Step 4 - Search for suitable tools for marketing stacks
Now you have a perfect plan and you know your team's needs and budget. This step will take some time, but it's the most important part of the marketing stack. Find out about all the tools available in marketing that are appropriate for your strategy and your team members. Each tool has some unique features and different subscription models. Write down all the details as a summary in a table that includes prices, general descriptions, features, and more. Assuming you are looking for tools for SEO strategies and keyword research, list the main keyword research tools used by other marketers and sheet until you select the tool. Do this for each strategy, create a list, do thorough research, and choose the right tool for your marketing stack.

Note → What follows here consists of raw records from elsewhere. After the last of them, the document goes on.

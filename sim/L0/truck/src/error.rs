//! Error types for actor document loading.
//!
//! Only fatal conditions surface as [`ParseError`]. Everything the format
//! tolerates is reported as a [`Diagnostic`](crate::Diagnostic) next to the
//! parsed document instead.

use thiserror::Error;

/// Fatal errors that reject a whole document.
#[derive(Debug, Error)]
pub enum ParseError {
    /// The input could not be read.
    #[error("I/O error: {0}")]
    Io(#[from] std::io::Error),

    /// A numbered node did not follow its predecessor.
    #[error("line {line}: lost sync in node numbers, got numbered node [{got}], expected [{expected}]")]
    NodeOutOfSync {
        /// Line of the offending node.
        line: usize,
        /// Number written in the file.
        got: u32,
        /// Number the importer expected.
        expected: usize,
    },

    /// A named node reused an existing name.
    #[error("line {line}: duplicate node name [{name}]")]
    DuplicateNodeName {
        /// Line of the offending node.
        line: usize,
        /// The duplicated name.
        name: String,
    },

    /// Any other fatal diagnostic.
    #[error("line {line}: {message}")]
    Fatal {
        /// Line the diagnostic refers to.
        line: usize,
        /// Diagnostic text.
        message: String,
    },

    /// The input held no actor name.
    #[error("document is empty")]
    Empty,
}

impl ParseError {
    /// Create a [`ParseError::NodeOutOfSync`].
    #[must_use]
    pub fn node_out_of_sync(line: usize, got: u32, expected: usize) -> Self {
        Self::NodeOutOfSync {
            line,
            got,
            expected,
        }
    }

    /// Create a [`ParseError::DuplicateNodeName`].
    pub fn duplicate_node_name(line: usize, name: impl Into<String>) -> Self {
        Self::DuplicateNodeName {
            line,
            name: name.into(),
        }
    }

    /// Create a [`ParseError::Fatal`].
    pub fn fatal(line: usize, message: impl Into<String>) -> Self {
        Self::Fatal {
            line,
            message: message.into(),
        }
    }
}

/// Result type for document loading.
pub type Result<T> = std::result::Result<T, ParseError>;

#[cfg(test)]
mod tests {
    use super::*;

    #[test]
    fn messages_carry_line() {
        let err = ParseError::node_out_of_sync(7, 3, 2);
        assert_eq!(
            err.to_string(),
            "line 7: lost sync in node numbers, got numbered node [3], expected [2]"
        );
        let err = ParseError::duplicate_node_name(9, "hub");
        assert_eq!(err.to_string(), "line 9: duplicate node name [hub]");
    }
}
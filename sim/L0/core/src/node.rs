//! Point masses.

use sim_types::constants::{
    DEFAULT_COLLISION_RANGE, NODE_DEFAULT_MASS, NODE_FRICTION_COEF_DEFAULT, NODE_LOADWEIGHT_DEFAULT,
    NODE_LOCKGROUP_DEFAULT, NODE_SURFACE_COEF_DEFAULT, NODE_VOLUME_COEF_DEFAULT,
};
use sim_types::{NodeIdx, Vec3};

/// Option letters of a `nodes` line, plus flags the spawner sets on
/// generated nodes.
#[derive(Debug, Clone, Copy, Default, PartialEq, Eq)]
#[allow(clippy::struct_excessive_bools)]
pub struct NodeFlags {
    /// `l`: carries part of the cargo mass.
    pub loaded: bool,
    /// Mass given explicitly by a load weight.
    pub override_mass: bool,
    /// `c`: never collides with the ground.
    pub no_ground_contact: bool,
    /// Collides with foreign cab triangles (contacter).
    pub contactable: bool,
    /// `h`: can be the end of a rope.
    pub hookable: bool,
    /// `b`: extra buoyancy.
    pub extra_buoyancy: bool,
    /// `m`: cannot be grabbed with the mouse.
    pub no_mouse_grab: bool,
    /// `p`: no particles.
    pub no_particles: bool,
    /// `f`: no sparks.
    pub no_sparks: bool,
    /// Generated rim node.
    pub rim: bool,
    /// Generated tyre node.
    pub tyre: bool,
    /// Generated by `cinecam`.
    pub cinecam: bool,
    /// Touched the ground in the last substep.
    pub ground_contact: bool,
}

impl NodeFlags {
    /// Parse the option string of a `nodes` line.
    #[must_use]
    pub fn from_options(options: &str) -> Self {
        let mut flags = Self::default();
        for c in options.chars() {
            match c {
                'l' => flags.loaded = true,
                'c' => flags.no_ground_contact = true,
                'h' => flags.hookable = true,
                'b' => flags.extra_buoyancy = true,
                'm' => flags.no_mouse_grab = true,
                'p' => flags.no_particles = true,
                'f' => flags.no_sparks = true,
                _ => {}
            }
        }
        flags
    }
}

/// A point mass of the soft body.
#[derive(Debug, Clone, PartialEq)]
pub struct Node {
    /// Index in the actor's node array.
    pub idx: NodeIdx,
    /// Name for `nodes2` nodes.
    pub name: Option<String>,
    /// Number the node was written with in `nodes`.
    pub number: Option<u32>,
    /// Document-space position, relative to the spawn origin.
    pub spawn_offset: Vec3,
    /// Position at spawn, after placement.
    pub initial_position: Vec3,
    /// Current position.
    pub position: Vec3,
    /// Current velocity.
    pub velocity: Vec3,
    /// Forces accumulated during the current substep.
    pub forces: Vec3,
    /// Mass in kg.
    pub mass: f64,
    /// Explicit load weight, negative when unset.
    pub load_weight: f64,
    /// Lower mass bound.
    pub minimass: f64,
    /// Ground friction multiplier.
    pub friction_coef: f64,
    /// Buoyancy multiplier.
    pub volume_coef: f64,
    /// Drag multiplier.
    pub surface_coef: f64,
    /// Buoyancy force.
    pub buoyancy: f64,
    /// Radius for ground and cab collision.
    pub collision_range: f64,
    /// Lockgroup, see `lockgroups`.
    pub lockgroup: i32,
    /// Option flags.
    pub flags: NodeFlags,
    /// Last ground slip velocity.
    pub last_slip: f64,
}

impl Node {
    /// Node at `position` with default coefficients.
    #[must_use]
    pub fn new(idx: NodeIdx, position: Vec3) -> Self {
        Self {
            idx,
            name: None,
            number: None,
            spawn_offset: position,
            initial_position: position,
            position,
            velocity: Vec3::zeros(),
            forces: Vec3::zeros(),
            mass: NODE_DEFAULT_MASS,
            load_weight: NODE_LOADWEIGHT_DEFAULT,
            minimass: 0.0,
            friction_coef: NODE_FRICTION_COEF_DEFAULT,
            volume_coef: NODE_VOLUME_COEF_DEFAULT,
            surface_coef: NODE_SURFACE_COEF_DEFAULT,
            buoyancy: 0.0,
            collision_range: DEFAULT_COLLISION_RANGE,
            lockgroup: NODE_LOCKGROUP_DEFAULT,
            flags: NodeFlags::default(),
            last_slip: 0.0,
        }
    }

    /// Kinetic energy `½·m·v²`.
    #[must_use]
    pub fn kinetic_energy(&self) -> f64 {
        0.5 * self.mass * self.velocity.norm_squared()
    }

    /// Add `impulse / mass` to the velocity.
    pub fn apply_impulse(&mut self, impulse: Vec3) {
        if self.mass > 0.0 {
            self.velocity += impulse / self.mass;
        }
    }

    /// Put the node back where it spawned, at rest.
    pub fn reset(&mut self) {
        self.position = self.initial_position;
        self.velocity = Vec3::zeros();
        self.forces = Vec3::zeros();
        self.flags.ground_contact = false;
        self.last_slip = 0.0;
    }
}

#[cfg(test)]
mod tests {
    use super::*;
    use approx::assert_relative_eq;

    #[test]
    fn option_letters() {
        let f = NodeFlags::from_options("nlhcx");
        assert!(f.loaded && f.hookable && f.no_ground_contact);
        assert!(!f.extra_buoyancy);
    }

    #[test]
    fn impulse_scales_with_mass() {
        let mut n = Node::new(NodeIdx(0), Vec3::zeros());
        n.mass = 20.0;
        n.apply_impulse(Vec3::new(100.0, 0.0, 0.0));
        assert_relative_eq!(n.velocity.x, 5.0);
        assert_relative_eq!(n.kinetic_energy(), 250.0);
    }

    #[test]
    fn reset_restores_spawn_position() {
        let mut n = Node::new(NodeIdx(3), Vec3::new(1.0, 2.0, 3.0));
        n.position.y = -7.0;
        n.velocity.x = 4.0;
        n.reset();
        assert_eq!(n.position, Vec3::new(1.0, 2.0, 3.0));
        assert_eq!(n.velocity, Vec3::zeros());
    }
}
//! Parsing, node reference resolution and wheel generation, end to end.

use std::collections::HashMap;

use approx::assert_relative_eq;
use sim_conformance_tests::{chassis_with, spawn, CHASSIS};
use sim_truck::importer::visit_refs;
use sim_truck::{parse, Keyword, ParseError, ParseOptions};
use sim_types::{NodeIdx, Severity, SimConfig, Vec3};

// ============================================================================
// Fixtures
// ============================================================================

const WHEEL: &str = "0.5, 0.3, 6, 0, 1, 9999, 1, 1, 4, 60, 50000, 100, face, band";
const WHEEL2: &str = "0.3, 0.5, 0.2, 6, 0, 1, 9999, 1, 1, 4, 60, 400000, 100, 50000, 50, face, band";

/// Every record family the parser resolves references for.
fn truck() -> String {
    format!(
        "{CHASSIS}\
wheels
{WHEEL}
nodes2
hub, 1.0, 0.5, 2.0
beams
hub, 1
hub, 3
set_beam_defaults 5000, 200
detacher_group 3
shocks
0, 3, 80000, 2000, 0.3, 0.3, 1.0
detacher_group end
hydros
hub, 4, 0.2
commands2
0, 4, 0.5, 0.25, 0.6, 1.4, 1, 2, c, Lift_arm
engine
1000, 2000, 500, 3.5, 8.0, 1.0, 4.0, 2.5, 1.5, -1
end
"
    )
}

// ============================================================================
// Parse determinism
// ============================================================================

#[test]
fn parsing_twice_gives_the_same_document() {
    let text = truck();
    let first = parse(&text, ParseOptions::default());
    let second = parse(&text, ParseOptions::default());
    assert!(first.fatal().is_none());
    assert_eq!(first.document, second.document);
    assert_eq!(first.diagnostics.all().len(), second.diagnostics.all().len());
    assert_eq!(first.nodes.len(), second.nodes.len());
}

// ============================================================================
// Importer
// ============================================================================

#[test]
fn every_reference_resolves_to_one_stable_node() {
    let out = parse(&truck(), ParseOptions::default());
    let mut seen: HashMap<String, NodeIdx> = HashMap::new();
    let mut conflicts = Vec::new();
    for entry in out.document.entries() {
        let mut record = entry.record.clone();
        visit_refs(&mut record, &mut |r| {
            let Some(idx) = r.resolved else {
                return;
            };
            if let Some(&prev) = seen.get(&r.text) {
                if prev != idx {
                    conflicts.push((r.text.clone(), prev, idx));
                }
            } else {
                seen.insert(r.text.clone(), idx);
            }
        });
    }
    assert!(conflicts.is_empty(), "{conflicts:?}");

    // Distinct references never share a node.
    let mut by_index: HashMap<NodeIdx, &str> = HashMap::new();
    for (text, idx) in &seen {
        if let Some(other) = by_index.insert(*idx, text) {
            panic!("{text} and {other} both resolve to {idx:?}");
        }
    }
    // Named nodes come right after the numbered ones, ahead of the wheel.
    assert_eq!(seen.get("hub"), Some(&NodeIdx(5)));
    assert_eq!(out.nodes.by_name("hub"), Some(NodeIdx(5)));
}

#[test]
fn gaps_in_numbering_are_fatal_once_each() {
    let text = "gappy\nnodes\n0,0,0,0\n1,1,0,0\n4,2,0,0\n2,2,0,0\n7,3,0,0\n3,3,0,0\n";
    let out = parse(text, ParseOptions::default());
    assert_eq!(out.diagnostics.count(Severity::Fatal), 2);
    assert_eq!(out.document.count(Keyword::Nodes), 4);
    assert!(matches!(
        out.fatal(),
        Some(ParseError::NodeOutOfSync { got: 4, expected: 2, .. })
    ));
    assert!(sim_truck::load(text).is_err());
}

// ============================================================================
// Wheels
// ============================================================================

#[test]
fn wheel_rays_become_alternating_tyre_nodes() {
    let actor = spawn(&chassis_with("wheels", WHEEL), Vec3::zeros(), &SimConfig::default());
    let wheel = &actor.wheels[0];
    assert_eq!(wheel.nodes.len(), 2 * 6);
    assert!(wheel.rim_nodes.is_empty());
    for (k, &n) in wheel.nodes.iter().enumerate() {
        let own = actor.nodes[wheel.axis[k % 2]].position;
        let other = actor.nodes[wheel.axis[(k + 1) % 2]].position;
        let p = actor.nodes[n].position;
        assert_relative_eq!((p - own).norm(), 0.5, epsilon = 1e-9);
        assert!((p - own).norm() < (p - other).norm());
    }
}

#[test]
fn wheels2_adds_an_alternating_rim_ring() {
    let actor = spawn(&chassis_with("wheels2", WHEEL2), Vec3::zeros(), &SimConfig::default());
    let wheel = &actor.wheels[0];
    assert_eq!(wheel.rim_nodes.len(), 2 * 6);
    assert_eq!(wheel.nodes.len(), 2 * 6);
    for (k, &n) in wheel.rim_nodes.iter().enumerate() {
        let hub = actor.nodes[wheel.axis[k % 2]].position;
        assert_relative_eq!((actor.nodes[n].position - hub).norm(), 0.3, epsilon = 1e-9);
        assert!(actor.nodes[n].flags.rim);
    }
    assert!(wheel.nodes.iter().all(|&n| actor.nodes[n].flags.tyre));
}

// ============================================================================
// Writer
// ============================================================================

#[test]
fn written_document_spawns_the_same_actor() {
    let text = truck();
    let first = sim_truck::load(&text).expect("fixture");
    let written = sim_truck::write(&first.document);
    let config = SimConfig::default();
    let a = spawn(&text, Vec3::zeros(), &config);
    let b = spawn(&written, Vec3::zeros(), &config);

    assert_eq!(a.nodes.len(), b.nodes.len());
    assert_eq!(a.beams.len(), b.beams.len());
    assert_eq!(a.shocks.len(), b.shocks.len());
    assert_eq!(a.hydros.len(), b.hydros.len());
    assert!(b.engine.is_some());
    for (x, y) in a.beams.iter().zip(&b.beams) {
        assert_relative_eq!(x.rest_length, y.rest_length, epsilon = 1e-9);
        assert_relative_eq!(x.k, y.k, epsilon = 1e-9);
        assert_eq!(x.detacher_group, y.detacher_group);
    }
    assert_relative_eq!(a.total_mass, b.total_mass, epsilon = 1e-6);
}
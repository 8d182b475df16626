//! Error types for spawning and driving actors.

use sim_types::{ActorId, ConfigError};
use thiserror::Error;

/// Why a document could not be turned into a live actor.
///
/// Spawning is all-or-nothing: on error the partially built arrays are
/// dropped and the manager is left untouched.
#[derive(Debug, Error, Clone, PartialEq)]
pub enum SpawnError {
    /// The request named a sectionconfig the document does not declare.
    #[error("unknown sectionconfig '{0}'")]
    UnknownSectionconfig(String),

    /// A record references a node that is not part of the spawned module set.
    #[error("line {line}: node reference '{reference}' does not name a live node")]
    UnresolvedNode {
        /// Source line of the record.
        line: usize,
        /// Reference as written.
        reference: String,
    },

    /// A beam would join a node to itself or to a coincident node.
    #[error("line {line}: beam between nodes {a} and {b} has zero length")]
    ZeroLengthBeam {
        /// Source line of the record.
        line: usize,
        /// First endpoint.
        a: u32,
        /// Second endpoint.
        b: u32,
    },

    /// A wheel whose axis or ray count cannot produce a ring of nodes.
    #[error("line {line}: degenerate wheel: {reason}")]
    DegenerateWheel {
        /// Source line of the record.
        line: usize,
        /// What is wrong with it.
        reason: String,
    },

    /// The selected modules contain no nodes at all.
    #[error("document has no nodes")]
    NoNodes,
}

/// Runtime errors raised by the actor manager.
#[derive(Debug, Error)]
pub enum SimError {
    /// No actor with that id is alive.
    #[error("unknown actor {0}")]
    UnknownActor(ActorId),

    /// The actor is disposed or otherwise not accepting the request.
    #[error("actor {0} is busy")]
    Busy(ActorId),

    /// An argument was out of its valid range.
    #[error("invalid argument: {0}")]
    InvalidArgument(String),

    /// The configuration was rejected.
    #[error(transparent)]
    Config(#[from] ConfigError),

    /// Spawning failed.
    #[error(transparent)]
    Spawn(#[from] SpawnError),
}

/// Result alias for manager operations.
pub type Result<T> = std::result::Result<T, SimError>;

Step 5 - Add non-marketing tools to your marketing stack
Only by using marketing tools can you improve your workflow and increase your productivity. When building a marketing stack, many marketers ignore the importance of non-marketing tools in the marketing stack. Use non-marketing tools to streamline your team's workflow and increase your productivity. There are various project management tools, team collaboration tools, data synchronization tools, cloud storage platforms, and more to help your team more effectively. Adding these tools indirectly to your marketing stack can save you a lot of time. To do this, create and review a table with descriptions, prices, features, and other details.
Step 6 - Edit all data for transfer with a tool
Now that you've purchased all the tools you need for your marketing stack, it's time to move or organize all your data to the right tools. Ask team members to put different types of data in different folders. Just as a folder contains a template for posting on social media, you can move your lead's contacts to Google Docs and share them with all your team members. This allows team members to work on the document together. The procedure is to avoid confusion when signing up for a tool later and get the data to the right tool right away.
Step 7 - Assign team members to create one workflow for each tool
You can't expect your team to work on a new tool from the beginning. It's a waste of time and money if you don't know how to use the tool and no one uses it. Assign tasks to team members to create step-by-step instructions for using the tool with screenshots. Once that's done, these team members call a meeting that can direct all other members of the same workflow. This procedure is better than using guesswork to solve everyday tasks and avoid random situations. It also ensures that all team members follow a consistent process.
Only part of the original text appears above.